Saved data entries
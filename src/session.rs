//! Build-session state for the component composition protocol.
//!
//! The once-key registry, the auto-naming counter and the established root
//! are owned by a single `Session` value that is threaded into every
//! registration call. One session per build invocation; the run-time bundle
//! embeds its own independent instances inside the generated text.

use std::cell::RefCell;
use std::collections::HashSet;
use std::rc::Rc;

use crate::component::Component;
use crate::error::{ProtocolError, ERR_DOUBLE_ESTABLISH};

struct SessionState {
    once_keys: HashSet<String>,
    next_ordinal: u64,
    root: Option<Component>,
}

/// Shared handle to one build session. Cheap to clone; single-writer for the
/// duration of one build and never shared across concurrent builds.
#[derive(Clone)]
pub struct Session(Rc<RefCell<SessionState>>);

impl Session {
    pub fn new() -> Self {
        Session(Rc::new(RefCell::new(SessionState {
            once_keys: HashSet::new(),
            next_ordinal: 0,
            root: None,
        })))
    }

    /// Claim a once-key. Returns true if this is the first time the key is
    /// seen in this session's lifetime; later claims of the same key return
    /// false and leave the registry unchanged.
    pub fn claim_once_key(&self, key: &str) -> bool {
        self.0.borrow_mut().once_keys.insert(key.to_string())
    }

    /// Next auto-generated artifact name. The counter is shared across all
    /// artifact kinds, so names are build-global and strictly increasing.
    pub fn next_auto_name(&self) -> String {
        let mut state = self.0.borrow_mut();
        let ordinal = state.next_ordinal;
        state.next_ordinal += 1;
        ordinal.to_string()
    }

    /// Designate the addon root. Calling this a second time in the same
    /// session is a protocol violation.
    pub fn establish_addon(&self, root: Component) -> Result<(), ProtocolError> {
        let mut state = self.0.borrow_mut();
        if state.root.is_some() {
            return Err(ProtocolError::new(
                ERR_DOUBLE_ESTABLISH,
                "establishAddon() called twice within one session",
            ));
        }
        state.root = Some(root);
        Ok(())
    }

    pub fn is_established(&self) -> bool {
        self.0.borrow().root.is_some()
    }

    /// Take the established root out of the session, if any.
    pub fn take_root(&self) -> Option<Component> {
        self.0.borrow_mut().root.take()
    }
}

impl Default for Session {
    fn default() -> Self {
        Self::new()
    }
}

* _Task objective_:
Include both ends. Return the line holding "use std::collections::HashSet;" and all lines after it in the records above, exactly as written.

* _Solution_:
use std::collections::HashSet;
use std::rc::Rc;

use crate::component::Component;
use crate::error::{ProtocolError, ERR_DOUBLE_ESTABLISH};

struct SessionState {
    once_keys: HashSet<String>,
    next_ordinal: u64,
    root: Option<Component>,
}

/// Shared handle to one build session. Cheap to clone; single-writer for the
/// duration of one build and never shared across concurrent builds.
#[derive(Clone)]
pub struct Session(Rc<RefCell<SessionState>>);

impl Session {
    pub fn new() -> Self {
        Session(Rc::new(RefCell::new(SessionState {
            once_keys: HashSet::new(),
            next_ordinal: 0,
            root: None,
        })))
    }

    /// Claim a once-key. Returns true if this is the first time the key is
    /// seen in this session's lifetime; later claims of the same key return
    /// false and leave the registry unchanged.
    pub fn claim_once_key(&self, key: &str) -> bool {
        self.0.borrow_mut().once_keys.insert(key.to_string())
    }

    /// Next auto-generated artifact name. The counter is shared across all
    /// artifact kinds, so names are build-global and strictly increasing.
    pub fn next_auto_name(&self) -> String {
        let mut state = self.0.borrow_mut();
        let ordinal = state.next_ordinal;
        state.next_ordinal += 1;
        ordinal.to_string()
    }

    /// Designate the addon root. Calling this a second time in the same
    /// session is a protocol violation.
    pub fn establish_addon(&self, root: Component) -> Result<(), ProtocolError> {
        let mut state = self.0.borrow_mut();
        if state.root.is_some() {
            return Err(ProtocolError::new(
                ERR_DOUBLE_ESTABLISH,
                "establishAddon() called twice within one session",
            ));
        }
        state.root = Some(root);
        Ok(())
    }

    pub fn is_established(&self) -> bool {
        self.0.borrow().root.is_some()
    }

    /// Take the established root out of the session, if any.
    pub fn take_root(&self) -> Option<Component> {
        self.0.borrow_mut().root.take()
    }
}

impl Default for Session {
    fn default() -> Self {
        Self::new()
    }
}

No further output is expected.